Price’s father was 27 when he died during an operation, leaving her mother,
20, with children of 3 and 2, and a six-month-old baby. “It was very hard
for her. Mum never talked about him. It was her way of coping, but I think
it would have been healthier if there had been more openness,” says Price,
who is from Leicestershire. All this happened 48 years ago. In recent years,
support for bereaved, school-aged children has improved, yet there’s still
insufficient help for the under-5s, says Rose Griffiths, a researcher at the
University of Leicester School of Education who’s running a two- year
research programme called Grief and Young Children.
A central part of the project, supported by a grant of nearly £140,000 from
the Parenting Fund, is a DVD entitled Not Too Young to Grieve
produced by the Leeds Animation Workshop. It shows the emotions a bereaved
young child might feel and suggests ways in which carers can support
children. The DVD has been distributed to public libraries across England to
make it available to parents, carers, teachers, social workers, health
visitors, nursery nurses.
“The under-5s often get overlooked but research shows that babies and toddlers
mourn, too,” Griffiths says. “They can be deeply affected by the loss of a
parent, sibling, or grandparent, while lacking words to express their
emotions, which may range from guilt, bewilderment and anger to sheer
grief.”
Price, 50, agrees that the impact can be lifelong. “At 7, I felt grief for the
first time when I realised what death meant. That it’s permanent. I felt
tearful a lot of the time. I’d play in cemeteries with my friend and we did
a lot of role-play about death. As a teenager, I grieved again for my
father.
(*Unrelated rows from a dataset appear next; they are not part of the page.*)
//! Boundary checks applied to outgoing commands and decoded payloads.

use thiserror::Error;

use crate::finance::*;
use crate::reports::*;

/// Allowed drift between a receivable's `balance` and `amount - paidAmount`.
pub const BALANCE_TOLERANCE: f64 = 0.005;

#[derive(Debug, Clone, PartialEq, Error)]
pub enum ValidationError {
	#[error("{field} must be a finite amount greater than zero (got {value})")]
	NonPositive { field: String, value: f64 },

	#[error("{field} must not be negative (got {value})")]
	Negative { field: String, value: f64 },

	#[error("{field} must not be empty")]
	Empty { field: &'static str },

	#[error(
		"receivable {id}: balance {balance} does not match amount {amount} minus paid {paid_amount}"
	)]
	BalanceMismatch {
		id: u64,
		balance: f64,
		amount: f64,
		paid_amount: f64,
	},

	#[error("receivable {id}: {days_overdue} days overdue but status is '{status}'")]
	OverdueStatus {
		id: u64,
		days_overdue: i64,
		status: String,
	},
}

pub trait Validate {
	fn validate(&self) -> Result<(), ValidationError>;
}

fn positive(field: impl Into<String>, value: f64) -> Result<(), ValidationError> {
	if value.is_finite() && value > 0.0 {
		Ok(())
	} else {
		Err(ValidationError::NonPositive {
			field: field.into(),
			value,
		})
	}
}

fn non_negative(field: impl Into<String>, value: f64) -> Result<(), ValidationError> {
	if value >= 0.0 {
		Ok(())
	} else {
		Err(ValidationError::Negative {
			field: field.into(),
			value,
		})
	}
}

fn not_blank(field: &'static str, value: &str) -> Result<(), ValidationError> {
	if value.trim().is_empty() {
		Err(ValidationError::Empty { field })
	} else {
		Ok(())
	}
}

impl Validate for PaymentRequest {
	fn validate(&self) -> Result<(), ValidationError> {
		positive("amount", self.amount)?;
		not_blank("reference", &self.reference)
	}
}

impl Validate for CustomerBalanceUpdate {
	fn validate(&self) -> Result<(), ValidationError> {
		positive("amount", self.amount)?;
		not_blank("orderNumber", &self.order_number)
	}
}

impl Validate for FinanceOverview {
	fn validate(&self) -> Result<(), ValidationError> {
		non_negative("revenue.total", self.revenue.total)?;
		non_negative("expenses.total", self.expenses.total)?;
		non_negative("accountsReceivable", self.accounts_receivable)?;
		non_negative("accountsPayable", self.accounts_payable)
	}
}

impl Validate for AccountsReceivable {
	fn validate(&self) -> Result<(), ValidationError> {
		if (self.balance - self.expected_balance()).abs() > BALANCE_TOLERANCE {
			return Err(ValidationError::BalanceMismatch {
				id: self.id,
				balance: self.balance,
				amount: self.amount,
				paid_amount: self.paid_amount,
			});
		}
		if self.days_overdue < 0 {
			return Err(ValidationError::Negative {
				field: format!("receivables[{}].daysOverdue", self.id),
				value: self.days_overdue as f64,
			});
		}
		if self.days_overdue > 0 && !self.is_overdue() {
			return Err(ValidationError::OverdueStatus {
				id: self.id,
				days_overdue: self.days_overdue,
				status: self.status.clone(),
			});
		}
		Ok(())
	}
}

impl Validate for ReceivablesPage {
	fn validate(&self) -> Result<(), ValidationError> {
		self.receivables.iter().try_for_each(Validate::validate)?;
		non_negative("summary.totalReceivables", self.summary.total_receivables)?;
		non_negative("summary.overdueAmount", self.summary.overdue_amount)
	}
}

impl Validate for ExpensesPage {
	fn validate(&self) -> Result<(), ValidationError> {
		for expense in &self.expenses {
			non_negative(format!("expenses[{}].amount", expense.id), expense.amount)?;
		}
		non_negative("summary.totalExpenses", self.summary.total_expenses)
	}
}

impl Validate for PaymentRecorded {
	fn validate(&self) -> Result<(), ValidationError> {
		positive("payment.amount", self.payment.amount)
	}
}

impl Validate for BalanceUpdated {
	fn validate(&self) -> Result<(), ValidationError> {
		Ok(())
	}
}

impl Validate for CustomerBalance {
	fn validate(&self) -> Result<(), ValidationError> {
		for tx in &self.transactions {
			non_negative(format!("transactions[{}].amount", tx.id), tx.amount)?;
		}
		Ok(())
	}
}

impl Validate for SyncReport {
	fn validate(&self) -> Result<(), ValidationError> {
		Ok(())
	}
}

impl Validate for SalesReport {
	fn validate(&self) -> Result<(), ValidationError> {
		non_negative("summary.totalRevenue", self.summary.total_revenue)?;
		non_negative("summary.avgOrderValue", self.summary.avg_order_value)?;
		for c in &self.by_category {
			non_negative(format!("byCategory[{}].revenue", c.category), c.revenue)?;
		}
		Ok(())
	}
}

impl Validate for InventoryReport {
	fn validate(&self) -> Result<(), ValidationError> {
		if let Some(total) = self.inventory_report.total_value {
			non_negative("inventoryReport.totalValue", total)?;
		}
		for item in &self.inventory_report.low_stock_items {
			if let Some(value) = item.value {
				non_negative(format!("lowStockItems[{}].value", item.id), value)?;
			}
		}
		Ok(())
	}
}

impl Validate for FinancialReport {
	fn validate(&self) -> Result<(), ValidationError> {
		non_negative("revenue", self.revenue)?;
		non_negative("expenses", self.expenses)?;
		for point in &self.cash_flow {
			non_negative(format!("cashFlow[{}].inflow", point.month), point.inflow)?;
			non_negative(format!("cashFlow[{}].outflow", point.month), point.outflow)?;
		}
		Ok(())
	}
}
Now I realise at that age I was searching for my identity and
couldn’t entirely see myself in my mother. I felt there was this mystery
person who made up my other half.”
At 18, after the death of her paternal grand-father, Price suffered depression
and spent a brief time in hospital. “As I’ve got older I’ve come to terms
with my father’s death. But it’s something my brothers and I never discuss.”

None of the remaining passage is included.